INSIDE POLITIK— Pengamat politik dan pendiri Haidar Alwi Care serta Haidar Alwi Institute, R. Haidar Alwi, menilai keputusan Presiden dalam memberikan amnesti kepada 1.116 orang, termasuk Hasto Kristiyanto, dan abolisi kepada Tom Lembong, bukan semata langkah hukum administratif. Lebih dari itu, menurutnya, ini adalah sinyal kuat dari negara untuk meredakan ketegangan politik dan menumbuhkan kembali kewarasan demokrasi.
Namun sorotan utama Haidar justru tertuju pada sosok Sufmi Dasco Ahmad, Wakil Ketua DPR RI, yang tampil lugas mewakili parlemen dalam menyampaikan sikap resmi terhadap kebijakan tersebut.
“Tanpa menjatuhkan siapa pun, tanpa glorifikasi kekuasaan—Dasco tampil sebagai jembatan moral antara pemerintah dan publik,” ujar Haidar.
Bukan Sekadar Hukum, Ini Soal Kepemimpinan Moral
Dalam situasi politik yang mudah terbakar oleh opini, langkah Dasco menyampaikan keputusan DPR secara terbuka dan bertanggung jawab, dinilai Haidar sebagai bentuk keberanian politik yang langka. Ia tidak sekadar menjalankan fungsi administratif, tetapi menyampaikan keputusan negara dengan ketegasan yang menenangkan, bukan membelah opini.
“Yang dilakukan Dasco adalah bentuk konkret politik keadaban. Rekonsiliasi tidak harus diumumkan dengan megafon, cukup diwujudkan lewat sikap,” tegas Haidar.
Satukan Kembali Fungsi Parlemen Sebagai Penjaga Akal Sehat Nasional
Menurut Haidar, ketika dua tokoh dari kubu berbeda memperoleh pengampunan melalui proses yang sistematis, dan sikap resmi DPR disampaikan tanpa politisasi berlebihan, maka ini menunjukkan harapan baru bagi parlemen sebagai ruang kompromi beradab, bukan panggung kegaduhan.
“Parlemen bisa menjadi penyeimbang kekuasaan, bukan alat untuk membakar emosi publik,” tambahnya.
Haidar juga menekankan pentingnya memahami bahwa amnesti dan abolisi merupakan mekanisme konstitusional, bukan hadiah politik. “Ini bukan soal kedekatan atau balas jasa, tapi soal prosedur dan keadilan hukum,” ujarnya.
Politik Sejuk adalah Oksigen Demokrasi
Dalam penilaiannya, langkah Dasco adalah cermin dari pemimpin yang mengutamakan substansi, bukan panggung.

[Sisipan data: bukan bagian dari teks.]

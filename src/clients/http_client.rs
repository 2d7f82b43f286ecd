//! HTTP client for MoySklad API communication.
//!
//! This module provides the [`HttpClient`] type for making authenticated
//! requests to the API.

use std::collections::HashMap;
use std::sync::Arc;

use serde::Serialize;

use crate::clients::classify::classify_error;
use crate::clients::errors::HttpError;
use crate::clients::http_request::{HttpMethod, HttpRequest, RequestPath};
use crate::clients::http_response::HttpResponse;
use crate::config::ClientConfig;
use crate::query::SearchParameters;

// Fixed header values. Caller headers with the same name are dropped.
const CONTENT_TYPE: &str = "application/json";
const ACCEPT: &str = "application/json;charset=utf-8";
const ACCEPT_ENCODING: &str = "gzip";

/// HTTP client for making requests to the API.
///
/// The client handles:
/// - URL construction from the configured base URL or an absolute URL
/// - Authentication and the fixed JSON headers
/// - Classification of non-2xx responses into typed errors
///
/// Each call issues exactly one HTTP request. There are no retries and no
/// caching.
///
/// # Thread Safety
///
/// `HttpClient` is `Send + Sync` and cheap to clone: clones share the
/// connection pool and the configuration.
///
/// # Example
///
/// ```rust,ignore
/// use moysklad::{AuthCredential, ClientConfig, HttpClient};
///
/// let config = ClientConfig::builder()
///     .auth(AuthCredential::token("my-token")?)
///     .build()?;
/// let client = HttpClient::new(config)?;
///
/// let response = client.get("entity/product", None).await?;
/// ```
#[derive(Clone, Debug)]
pub struct HttpClient {
    /// The internal reqwest HTTP client.
    client: reqwest::Client,
    /// Shared, immutable configuration.
    config: Arc<ClientConfig>,
    /// Fixed headers included in all requests.
    default_headers: Vec<(&'static str, String)>,
}

// Verify HttpClient is Send + Sync at compile time
const _: fn() = || {
    const fn assert_send_sync<T: Send + Sync>() {}
    assert_send_sync::<HttpClient>();
};

impl HttpClient {
    /// Creates a new HTTP client from the given configuration.
    ///
    /// # Errors
    ///
    /// Returns [`HttpError::Network`] if the underlying reqwest client cannot
    /// be created (e.g., TLS initialization failure).
    pub fn new(config: ClientConfig) -> Result<Self, HttpError> {
        let mut builder = reqwest::Client::builder().use_rustls_tls();
        if let Some(timeout) = config.request_timeout() {
            builder = builder.timeout(timeout);
        }
        let client = builder.build()?;

        let default_headers = vec![
            ("Authorization", config.auth().authorization_header()),
            ("User-Agent", config.user_agent().to_string()),
            ("Content-Type", CONTENT_TYPE.to_string()),
            ("Accept", ACCEPT.to_string()),
            ("Accept-Encoding", ACCEPT_ENCODING.to_string()),
        ];

        Ok(Self {
            client,
            config: Arc::new(config),
            default_headers,
        })
    }

    /// Returns the client configuration.
    #[must_use]
    pub fn config(&self) -> &ClientConfig {
        &self.config
    }

    /// Returns the fixed headers sent with every request.
    #[must_use]
    pub fn default_headers(&self) -> &[(&'static str, String)] {
        &self.default_headers
    }

    /// Builds an absolute URL for a path or URL.
    ///
    /// Absolute URLs are kept unchanged; other paths are appended to the base
    /// URL, with runs of `/` collapsed except for the scheme separator.
    ///
    /// # Example
    ///
    /// ```rust,ignore
    /// assert_eq!(
    ///     client.build_url(["entity", "/product/"]),
    ///     "https://api.moysklad.ru/api/remap/1.2/entity/product/"
    /// );
    /// ```
    #[must_use]
    pub fn build_url(&self, path: impl Into<RequestPath>) -> String {
        build_url(self.config.base_url().as_ref(), &path.into())
    }

    /// Sends an HTTP request.
    ///
    /// # Errors
    ///
    /// Returns [`HttpError`] if:
    /// - the body cannot be serialized (`Json`)
    /// - a network error occurs (`Network`)
    /// - a non-2xx response is received (`Generic` or `Api`)
    pub async fn request(&self, request: HttpRequest) -> Result<HttpResponse, HttpError> {
        let mut url = self.build_url(request.path);
        if let Some(params) = request.search_parameters.filter(|p| !p.is_empty()) {
            url.push(if url.contains('?') { '&' } else { '?' });
            url.push_str(&params.to_query_string());
        }

        tracing::debug!("{} {}", request.method, url);

        let mut req_builder = match request.method {
            HttpMethod::Get => self.client.get(&url),
            HttpMethod::Post => self.client.post(&url),
            HttpMethod::Put => self.client.put(&url),
            HttpMethod::Delete => self.client.delete(&url),
        };

        if let Some(extra) = &request.headers {
            for (key, value) in extra {
                if !self.is_fixed_header(key) {
                    req_builder = req_builder.header(key, value);
                }
            }
        }
        for (key, value) in &self.default_headers {
            req_builder = req_builder.header(*key, value);
        }

        if let Some(body) = &request.body {
            req_builder = req_builder.body(serde_json::to_vec(body)?);
        }

        let res = req_builder.send().await?;

        let status = res.status();
        let headers = Self::parse_response_headers(res.headers());
        let body = res.text().await?;

        let response = HttpResponse::new(
            status.as_u16(),
            status.canonical_reason().unwrap_or_default(),
            headers,
            body,
        );

        if response.is_ok() {
            return Ok(response);
        }

        let error = classify_error(&response);
        tracing::debug!(
            "{} {} failed with status {}: {}",
            request.method,
            url,
            response.status,
            error
        );
        Err(error)
    }

    /// Sends a GET request.
    ///
    /// # Errors
    ///
    /// See [`HttpClient::request`].
    pub async fn get(
        &self,
        path: impl Into<RequestPath>,
        search_parameters: Option<SearchParameters>,
    ) -> Result<HttpResponse, HttpError> {
        self.make_request(HttpMethod::Get, path.into(), None, search_parameters)
            .await
    }

    /// Sends a POST request with a JSON body.
    ///
    /// # Errors
    ///
    /// See [`HttpClient::request`].
    pub async fn post<B: Serialize + Sync>(
        &self,
        path: impl Into<RequestPath>,
        body: &B,
        search_parameters: Option<SearchParameters>,
    ) -> Result<HttpResponse, HttpError> {
        let body = serde_json::to_value(body)?;
        self.make_request(HttpMethod::Post, path.into(), Some(body), search_parameters)
            .await
    }

    /// Sends a PUT request with a JSON body.
    ///
    /// # Errors
    ///
    /// See [`HttpClient::request`].
    pub async fn put<B: Serialize + Sync>(
        &self,
        path: impl Into<RequestPath>,
        body: &B,
        search_parameters: Option<SearchParameters>,
    ) -> Result<HttpResponse, HttpError> {
        let body = serde_json::to_value(body)?;
        self.make_request(HttpMethod::Put, path.into(), Some(body), search_parameters)
            .await
    }

    /// Sends a DELETE request.
    ///
    /// # Errors
    ///
    /// See [`HttpClient::request`].
    pub async fn delete(
        &self,
        path: impl Into<RequestPath>,
        search_parameters: Option<SearchParameters>,
    ) -> Result<HttpResponse, HttpError> {
        self.make_request(HttpMethod::Delete, path.into(), None, search_parameters)
            .await
    }

    async fn make_request(
        &self,
        method: HttpMethod,
        path: RequestPath,
        body: Option<serde_json::Value>,
        search_parameters: Option<SearchParameters>,
    ) -> Result<HttpResponse, HttpError> {
        let mut builder = HttpRequest::builder(method, path).maybe_search_parameters(search_parameters);
        if let Some(body) = body {
            builder = builder.body(body);
        }
        self.request(builder.build()).await
    }

    fn is_fixed_header(&self, name: &str) -> bool {
        self.default_headers
            .iter()
            .any(|(key, _)| key.eq_ignore_ascii_case(name))
    }

    /// Parses response headers into a `HashMap`.
    fn parse_response_headers(
        headers: &reqwest::header::HeaderMap,
    ) -> HashMap<String, Vec<String>> {
        let mut result: HashMap<String, Vec<String>> = HashMap::new();
        for (name, value) in headers {
            let key = name.as_str().to_lowercase();
            let value = value.to_str().unwrap_or_default().to_string();
            result.entry(key).or_default().push(value);
        }
        result
    }
}

/// Builds an absolute URL from a base URL and a path or URL.
///
/// Segments are joined with `/`. A path whose first part starts with `http`
/// is then used unchanged. Anything else is appended to `base` and every run
/// of two or more `/` is collapsed to one, except directly after a `:`.
///
/// # Example
///
/// ```rust
/// use moysklad::clients::build_url;
///
/// let base = "https://api.moysklad.ru/api/remap/1.2";
/// assert_eq!(
///     build_url(base, &"/entity//product".into()),
///     "https://api.moysklad.ru/api/remap/1.2/entity/product"
/// );
/// assert_eq!(
///     build_url(base, &"https://example.com/a/b".into()),
///     "https://example.com/a/b"
/// );
/// ```
#[must_use]
pub fn build_url(base: &str, path: &RequestPath) -> String {
    let joined = path.joined();
    if path.is_absolute() {
        joined
    } else {
        collapse_slashes(&format!("{base}/{joined}"))
    }
}

fn collapse_slashes(url: &str) -> String {
    let mut out = String::with_capacity(url.len());
    let mut prev: Option<char> = None;
    let mut before_prev: Option<char> = None;

    for c in url.chars() {
        if c == '/' && prev == Some('/') && before_prev != Some(':') {
            continue;
        }
        out.push(c);
        before_prev = prev;
        prev = Some(c);
    }
    out
}
//! Errors raised while composing query parameters.

use thiserror::Error;

/// Error returned when request options cannot be turned into a query string.
///
/// # Example
///
/// ```rust
/// use moysklad::query::QueryError;
///
/// let error = QueryError::ExpandTooDeep {
///     path: "a.b.c.d".to_string(),
///     max_depth: 3,
/// };
/// assert!(error.to_string().contains("a.b.c.d"));
/// ```
#[derive(Debug, Error, Clone, PartialEq, Eq)]
pub enum QueryError {
    /// The expand tree is nested deeper than the server allows.
    #[error("Expand path '{path}' exceeds the maximum nesting depth of {max_depth}.")]
    ExpandTooDeep {
        /// The first dotted path that is too deep.
        path: String,
        /// The maximum supported depth.
        max_depth: usize,
    },

    /// An expand value is neither a boolean nor a nested object.
    #[error("Invalid expand value at '{path}': expected a boolean or an object.")]
    InvalidExpand {
        /// The dotted path of the offending value (empty for the root).
        path: String,
    },
}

Ia tidak bersembunyi di balik institusi atau fraksi, melainkan bersedia memikul tanggung jawab di saat isu tengah panas.
“Ketegasan yang elegan seperti ini perlu ditiru. Bukan teriak keras yang membuat pemimpin kuat, tapi keberanian untuk jernih di tengah badai,” ungkap Haidar.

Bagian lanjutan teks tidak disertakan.